*** Recorded information ***

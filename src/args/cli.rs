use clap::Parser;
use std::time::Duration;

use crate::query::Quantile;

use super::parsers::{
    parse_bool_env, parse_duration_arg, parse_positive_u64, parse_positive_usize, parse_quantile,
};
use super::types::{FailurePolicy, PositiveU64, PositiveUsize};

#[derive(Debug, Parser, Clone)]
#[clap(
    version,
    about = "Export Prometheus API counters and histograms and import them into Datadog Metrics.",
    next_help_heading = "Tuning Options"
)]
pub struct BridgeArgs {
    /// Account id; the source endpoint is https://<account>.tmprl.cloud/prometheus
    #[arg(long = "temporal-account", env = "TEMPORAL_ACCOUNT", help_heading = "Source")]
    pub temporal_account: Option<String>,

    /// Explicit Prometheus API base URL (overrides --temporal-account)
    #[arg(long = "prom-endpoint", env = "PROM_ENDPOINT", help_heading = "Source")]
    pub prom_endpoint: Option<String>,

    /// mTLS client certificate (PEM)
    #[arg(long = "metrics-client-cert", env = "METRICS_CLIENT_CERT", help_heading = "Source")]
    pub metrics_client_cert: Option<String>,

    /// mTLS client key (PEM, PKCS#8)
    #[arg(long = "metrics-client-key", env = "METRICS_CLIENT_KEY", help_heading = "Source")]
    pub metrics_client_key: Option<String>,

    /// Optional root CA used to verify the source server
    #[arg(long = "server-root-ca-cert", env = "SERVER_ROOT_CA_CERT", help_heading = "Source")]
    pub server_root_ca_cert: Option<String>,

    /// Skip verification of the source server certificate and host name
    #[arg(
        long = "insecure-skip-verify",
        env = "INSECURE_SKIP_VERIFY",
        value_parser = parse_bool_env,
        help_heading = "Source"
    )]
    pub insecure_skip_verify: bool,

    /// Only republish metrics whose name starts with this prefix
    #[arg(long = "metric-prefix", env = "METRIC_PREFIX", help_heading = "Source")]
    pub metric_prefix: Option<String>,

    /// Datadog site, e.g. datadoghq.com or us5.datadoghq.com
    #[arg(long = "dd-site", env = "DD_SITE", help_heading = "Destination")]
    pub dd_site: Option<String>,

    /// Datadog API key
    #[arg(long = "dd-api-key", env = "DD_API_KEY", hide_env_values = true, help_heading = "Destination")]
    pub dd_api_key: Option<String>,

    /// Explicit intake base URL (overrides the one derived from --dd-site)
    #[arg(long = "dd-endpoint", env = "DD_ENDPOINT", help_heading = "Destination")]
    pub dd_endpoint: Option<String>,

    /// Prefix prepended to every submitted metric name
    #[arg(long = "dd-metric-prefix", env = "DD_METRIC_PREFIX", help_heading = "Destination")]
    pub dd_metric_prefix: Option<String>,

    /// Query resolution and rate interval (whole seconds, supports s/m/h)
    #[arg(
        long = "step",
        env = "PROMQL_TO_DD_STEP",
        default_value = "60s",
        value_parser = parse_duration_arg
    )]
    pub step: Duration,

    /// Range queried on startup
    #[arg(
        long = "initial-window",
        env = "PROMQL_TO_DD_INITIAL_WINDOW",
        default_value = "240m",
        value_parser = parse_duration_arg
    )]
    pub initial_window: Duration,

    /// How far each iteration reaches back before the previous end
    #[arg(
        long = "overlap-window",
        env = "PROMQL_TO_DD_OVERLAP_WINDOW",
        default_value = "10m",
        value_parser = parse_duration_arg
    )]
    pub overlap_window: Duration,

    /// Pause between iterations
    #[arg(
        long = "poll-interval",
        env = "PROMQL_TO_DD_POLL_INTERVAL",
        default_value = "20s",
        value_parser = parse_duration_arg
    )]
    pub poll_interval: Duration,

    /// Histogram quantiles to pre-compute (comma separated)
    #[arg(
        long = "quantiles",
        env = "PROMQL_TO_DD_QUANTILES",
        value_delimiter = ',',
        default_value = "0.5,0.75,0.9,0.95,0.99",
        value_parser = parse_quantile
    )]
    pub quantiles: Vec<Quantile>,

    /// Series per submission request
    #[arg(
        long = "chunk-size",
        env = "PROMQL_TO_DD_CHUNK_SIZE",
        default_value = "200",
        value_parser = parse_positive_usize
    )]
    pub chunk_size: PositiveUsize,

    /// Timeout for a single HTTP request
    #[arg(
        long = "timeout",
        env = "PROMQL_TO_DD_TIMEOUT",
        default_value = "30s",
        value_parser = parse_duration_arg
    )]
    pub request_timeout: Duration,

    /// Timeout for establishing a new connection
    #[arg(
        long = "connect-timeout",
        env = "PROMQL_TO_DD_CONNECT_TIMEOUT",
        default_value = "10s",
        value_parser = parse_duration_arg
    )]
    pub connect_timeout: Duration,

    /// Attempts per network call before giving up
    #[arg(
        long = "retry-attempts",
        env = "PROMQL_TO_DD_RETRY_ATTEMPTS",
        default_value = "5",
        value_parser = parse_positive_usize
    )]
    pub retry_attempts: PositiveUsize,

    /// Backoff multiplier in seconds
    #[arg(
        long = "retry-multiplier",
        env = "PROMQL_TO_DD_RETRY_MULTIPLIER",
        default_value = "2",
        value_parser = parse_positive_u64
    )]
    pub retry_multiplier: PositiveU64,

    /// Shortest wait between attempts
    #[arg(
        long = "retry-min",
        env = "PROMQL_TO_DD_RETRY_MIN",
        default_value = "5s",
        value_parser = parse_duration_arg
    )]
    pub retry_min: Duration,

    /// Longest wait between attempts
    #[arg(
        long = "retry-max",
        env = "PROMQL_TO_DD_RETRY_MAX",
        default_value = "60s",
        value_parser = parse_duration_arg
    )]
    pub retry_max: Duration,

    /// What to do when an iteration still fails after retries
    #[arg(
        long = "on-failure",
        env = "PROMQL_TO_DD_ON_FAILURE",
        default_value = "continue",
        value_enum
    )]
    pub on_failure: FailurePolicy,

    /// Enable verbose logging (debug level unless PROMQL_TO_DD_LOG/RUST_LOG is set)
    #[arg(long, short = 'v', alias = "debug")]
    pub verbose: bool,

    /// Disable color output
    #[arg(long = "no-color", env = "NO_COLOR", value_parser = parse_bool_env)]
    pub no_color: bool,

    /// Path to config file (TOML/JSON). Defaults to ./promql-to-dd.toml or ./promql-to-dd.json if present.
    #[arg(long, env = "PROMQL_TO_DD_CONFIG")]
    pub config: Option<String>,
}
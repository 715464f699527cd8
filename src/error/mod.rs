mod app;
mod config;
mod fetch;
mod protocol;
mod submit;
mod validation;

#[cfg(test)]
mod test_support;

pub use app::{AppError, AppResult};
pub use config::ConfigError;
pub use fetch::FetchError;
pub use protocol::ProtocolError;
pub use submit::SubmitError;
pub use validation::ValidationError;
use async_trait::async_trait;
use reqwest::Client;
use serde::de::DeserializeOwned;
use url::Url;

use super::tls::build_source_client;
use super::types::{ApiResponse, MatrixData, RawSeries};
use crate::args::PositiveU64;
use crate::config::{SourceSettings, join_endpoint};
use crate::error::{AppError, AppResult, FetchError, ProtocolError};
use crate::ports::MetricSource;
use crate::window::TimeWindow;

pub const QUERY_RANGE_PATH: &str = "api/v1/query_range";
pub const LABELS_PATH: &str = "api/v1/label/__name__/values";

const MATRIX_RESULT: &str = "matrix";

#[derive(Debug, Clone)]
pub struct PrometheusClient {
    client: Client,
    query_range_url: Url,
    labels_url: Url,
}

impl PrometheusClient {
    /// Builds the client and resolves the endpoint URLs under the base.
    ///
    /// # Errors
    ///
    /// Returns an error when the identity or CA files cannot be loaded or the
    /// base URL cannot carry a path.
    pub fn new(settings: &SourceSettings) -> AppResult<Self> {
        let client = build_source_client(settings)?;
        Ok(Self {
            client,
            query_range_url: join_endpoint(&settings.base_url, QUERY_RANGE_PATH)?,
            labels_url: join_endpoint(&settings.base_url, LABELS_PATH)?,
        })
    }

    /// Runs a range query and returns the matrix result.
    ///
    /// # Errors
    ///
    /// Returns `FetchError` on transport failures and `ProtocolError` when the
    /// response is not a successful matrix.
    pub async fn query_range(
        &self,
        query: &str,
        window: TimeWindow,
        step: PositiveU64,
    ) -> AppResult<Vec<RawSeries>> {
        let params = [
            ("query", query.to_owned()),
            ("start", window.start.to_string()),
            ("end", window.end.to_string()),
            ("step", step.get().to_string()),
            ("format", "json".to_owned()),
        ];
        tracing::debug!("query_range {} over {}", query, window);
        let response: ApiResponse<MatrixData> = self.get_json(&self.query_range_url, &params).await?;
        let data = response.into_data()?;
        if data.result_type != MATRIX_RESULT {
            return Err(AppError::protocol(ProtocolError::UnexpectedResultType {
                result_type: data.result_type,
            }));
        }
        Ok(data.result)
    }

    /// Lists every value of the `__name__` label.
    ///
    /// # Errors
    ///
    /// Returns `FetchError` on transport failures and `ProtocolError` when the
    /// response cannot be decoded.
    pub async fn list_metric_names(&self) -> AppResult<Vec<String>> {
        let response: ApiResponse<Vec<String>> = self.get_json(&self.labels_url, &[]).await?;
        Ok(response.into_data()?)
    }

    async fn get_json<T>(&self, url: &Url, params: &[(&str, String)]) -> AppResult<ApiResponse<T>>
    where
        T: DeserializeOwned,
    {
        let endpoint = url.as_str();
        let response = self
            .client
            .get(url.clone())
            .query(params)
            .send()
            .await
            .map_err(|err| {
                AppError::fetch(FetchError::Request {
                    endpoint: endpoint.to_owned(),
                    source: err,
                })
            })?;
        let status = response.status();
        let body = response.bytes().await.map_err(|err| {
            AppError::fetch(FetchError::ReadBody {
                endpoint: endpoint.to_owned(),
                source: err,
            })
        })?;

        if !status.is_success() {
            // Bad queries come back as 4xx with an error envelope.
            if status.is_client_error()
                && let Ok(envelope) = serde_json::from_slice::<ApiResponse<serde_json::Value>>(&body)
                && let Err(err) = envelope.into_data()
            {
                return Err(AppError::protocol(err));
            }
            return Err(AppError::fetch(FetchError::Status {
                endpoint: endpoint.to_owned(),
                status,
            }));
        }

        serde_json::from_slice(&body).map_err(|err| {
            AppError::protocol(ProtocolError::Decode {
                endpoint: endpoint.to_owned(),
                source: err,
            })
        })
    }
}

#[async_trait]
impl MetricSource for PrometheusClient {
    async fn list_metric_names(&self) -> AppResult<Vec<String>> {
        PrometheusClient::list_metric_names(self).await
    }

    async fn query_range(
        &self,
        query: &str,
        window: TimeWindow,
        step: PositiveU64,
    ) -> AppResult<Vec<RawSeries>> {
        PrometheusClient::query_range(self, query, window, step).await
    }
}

***

Your goal: Every line in the data above that contains the word "struct" should be copied.

Worked solution:
pub struct BridgeArgs {
pub struct PrometheusClient {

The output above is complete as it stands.